- _EXERCISE GOAL_
Wherever the word "outcome" shows up in the data, report the line it sits in.

- _DATA EXCERPTS_

//! OpenAI-compatible `/chat/completions` client for the text-generation
//! collaborator, with bounded retry on transient failures.

use crate::config::TextGenerationConfig;
use crate::error::{EngineError, EngineResult};
use crate::textgen::{GenerationOptions, ResponseFormat, TextGenerator};
use async_trait::async_trait;
use reqwest::{Client, StatusCode};
use serde::{Deserialize, Serialize};
use std::time::Duration;
use tracing::{debug, error, warn};

const SYSTEM_PROMPT: &str =
    "You are an influencer marketing analyst. Answer with a single JSON object when asked for structured data.";
const MAX_DELAY_MS: u64 = 30_000;

#[derive(Debug, Serialize)]
struct ChatRequest<'a> {
    model: &'a str,
    messages: Vec<ChatMessage<'a>>,
    max_tokens: u32,
    temperature: f32,
    #[serde(skip_serializing_if = "Option::is_none")]
    response_format: Option<ResponseFormatBody>,
}

#[derive(Debug, Serialize)]
struct ChatMessage<'a> {
    role: &'a str,
    content: &'a str,
}

#[derive(Debug, Serialize)]
struct ResponseFormatBody {
    #[serde(rename = "type")]
    kind: &'static str,
}

#[derive(Debug, Deserialize)]
struct ChatResponse {
    choices: Vec<ChatChoice>,
}

#[derive(Debug, Deserialize)]
struct ChatChoice {
    message: ChoiceMessage,
}

#[derive(Debug, Deserialize)]
struct ChoiceMessage {
    #[serde(default)]
    content: Option<String>,
}

#[derive(Debug, thiserror::Error)]
enum CallError {
    #[error("request failed: {0}")]
    Http(#[from] reqwest::Error),
    #[error("HTTP {status}: {body}")]
    Status { status: StatusCode, body: String },
    #[error("response carried no message content")]
    Empty,
}

impl CallError {
    fn is_retriable(&self) -> bool {
        match self {
            CallError::Http(e) => e.is_timeout() || e.is_connect(),
            CallError::Status { status, .. } => is_retriable_status(*status),
            CallError::Empty => false,
        }
    }
}

fn is_retriable_status(status: StatusCode) -> bool {
    status.is_server_error() || status == StatusCode::TOO_MANY_REQUESTS
}

/// Exponential back-off with ±25 % jitter, capped at 30 s.
fn backoff_delay(base_ms: u64, attempt: u32) -> Duration {
    let computed = base_ms.saturating_mul(1u64 << attempt.saturating_sub(1).min(10));
    let capped = computed.min(MAX_DELAY_MS);
    let jitter = rand::random::<f64>() * 0.5 + 0.75;
    Duration::from_millis((capped as f64 * jitter) as u64)
}

pub struct ChatCompletionsGenerator {
    client: Client,
    base_url: String,
    api_key: String,
    model: String,
    max_retries: u32,
    retry_backoff_ms: u64,
}

impl ChatCompletionsGenerator {
    pub fn new(config: &TextGenerationConfig) -> anyhow::Result<Self> {
        let client = Client::builder()
            .timeout(Duration::from_secs(config.timeout_secs))
            .build()?;
        Ok(Self {
            client,
            base_url: config.base_url.trim_end_matches('/').to_string(),
            api_key: config.api_key.clone(),
            model: config.model.clone(),
            max_retries: config.max_retries,
            retry_backoff_ms: config.retry_backoff_ms,
        })
    }

    async fn call_once(&self, prompt: &str, options: &GenerationOptions) -> Result<String, CallError> {
        let request = ChatRequest {
            model: &self.model,
            messages: vec![
                ChatMessage {
                    role: "system",
                    content: SYSTEM_PROMPT,
                },
                ChatMessage {
                    role: "user",
                    content: prompt,
                },
            ],
            max_tokens: options.max_tokens,
            temperature: options.temperature,
            response_format: match options.response_format {
                ResponseFormat::JsonObject => Some(ResponseFormatBody {
                    kind: "json_object",
                }),
                ResponseFormat::Text => None,
            },
        };

        let resp = self
            .client
            .post(format!("{}/chat/completions", self.base_url))
            .bearer_auth(&self.api_key)
            .json(&request)
            .send()
            .await?;

        if !resp.status().is_success() {
            let status = resp.status();
            let body = resp.text().await.unwrap_or_default();
            return Err(CallError::Status { status, body });
        }

        let chat: ChatResponse = resp.json().await?;
        chat.choices
            .into_iter()
            .next()
            .and_then(|c| c.message.content)
            .filter(|c| !c.trim().is_empty())
            .ok_or(CallError::Empty)
    }
}

#[async_trait]
impl TextGenerator for ChatCompletionsGenerator {
    fn name(&self) -> &str {
        &self.model
    }

    async fn generate(&self, prompt: &str, options: &GenerationOptions) -> EngineResult<String> {
        let mut attempt = 0u32;
        loop {
            match self.call_once(prompt, options).await {
                Ok(text) => {
                    metrics::counter!("textgen.requests", "outcome" => "ok").increment(1);
                    debug!(model = %self.model, response_length = text.len(), "Generation received");
                    return Ok(text);
                }
                Err(err) if err.is_retriable() && attempt < self.max_retries => {
                    attempt += 1;
                    let delay = backoff_delay(self.retry_backoff_ms, attempt);
                    warn!(
                        attempt,
                        max_retries = self.max_retries,
                        delay_ms = delay.as_millis() as u64,
                        error = %err,
                        "Transient generation error, retrying after back-off"
                    );
                    tokio::time::sleep(delay).await;
                }
                Err(err) => {
                    metrics::counter!("textgen.requests", "outcome" => "error").increment(1);
                    error!(model = %self.model, attempts = attempt + 1, error = %err, "Generation failed");
                    return Err(EngineError::ExternalService(err.to_string()));
                }
            }
        }
    }
}
pub mod chat_client;
pub mod config;
pub mod error;
pub mod event_bus;
pub mod store;
pub mod textgen;
pub mod types;

pub use chat_client::ChatCompletionsGenerator;
pub use config::AppConfig;
pub use error::{EngineError, EngineResult};
pub use event_bus::{DomainEvent, EventSink};
pub use store::{DocumentStore, MemoryStore};
pub use textgen::{Decoded, GenerationOptions, Placeholder, TextGenerator};
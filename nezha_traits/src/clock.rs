use std::thread;
use std::time::{Duration, Instant};

/// Monotonic clock abstraction for bus pacing and blocking motor waits.
///
/// - now(): returns a monotonic Instant
/// - sleep(): cooperative pause for the provided duration (implementations may simulate)
pub trait Clock {
    fn now(&self) -> Instant;
    fn sleep(&self, d: Duration);
}

/// Default, real-time monotonic clock backed by std::time::Instant.
#[derive(Debug, Default, Clone, Copy)]
pub struct MonotonicClock;

impl MonotonicClock {
    #[inline]
    pub fn new() -> Self {
        Self
    }
}

impl Clock for MonotonicClock {
    #[inline]
    fn now(&self) -> Instant {
        Instant::now()
    }

    #[inline]
    fn sleep(&self, d: Duration) {
        if d.is_zero() {
            return;
        }
        thread::sleep(d);
    }
}

/// Poll `done` every `interval` until it returns true or `timeout` has elapsed
/// since the first poll. Returns whether `done` was observed.
///
/// The deadline is soft: the final poll may land up to one `interval` late.
pub fn wait_until<C: Clock + ?Sized>(
    clock: &C,
    timeout: Duration,
    interval: Duration,
    mut done: impl FnMut() -> bool,
) -> bool {
    let start = clock.now();
    loop {
        if done() {
            return true;
        }
        if clock.now().saturating_duration_since(start) >= timeout {
            return false;
        }
        clock.sleep(interval);
    }
}

#[cfg(any(test, feature = "test-util"))]
pub mod test_clock {
    use super::*;
    use std::sync::{Arc, Mutex};

    /// Deterministic test clock whose time can be advanced manually.
    ///
    /// now() = origin + offset
    /// sleep(d) advances internal time by d without actually sleeping.
    #[derive(Debug, Clone)]
    pub struct TestClock {
        origin: Instant,
        offset: Arc<Mutex<Duration>>,
    }

    impl Default for TestClock {
        fn default() -> Self {
            Self::new()
        }
    }

    impl TestClock {
        pub fn new() -> Self {
            Self {
                origin: Instant::now(),
                offset: Arc::new(Mutex::new(Duration::ZERO)),
            }
        }

        /// Advance the clock by the given duration.
        pub fn advance(&self, d: Duration) {
            if let Ok(mut off) = self.offset.lock() {
                *off = off.saturating_add(d);
            }
        }

        /// Total simulated time since construction.
        pub fn elapsed(&self) -> Duration {
            self.offset.lock().map(|g| *g).unwrap_or(Duration::ZERO)
        }
    }

    impl Clock for TestClock {
        fn now(&self) -> Instant {
            self.origin + self.elapsed()
        }

        fn sleep(&self, d: Duration) {
            self.advance(d);
        }
    }
}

- _ANSWER BOX_
                    metrics::counter!("textgen.requests", "outcome" => "ok").increment(1);
                    metrics::counter!("textgen.requests", "outcome" => "error").increment(1);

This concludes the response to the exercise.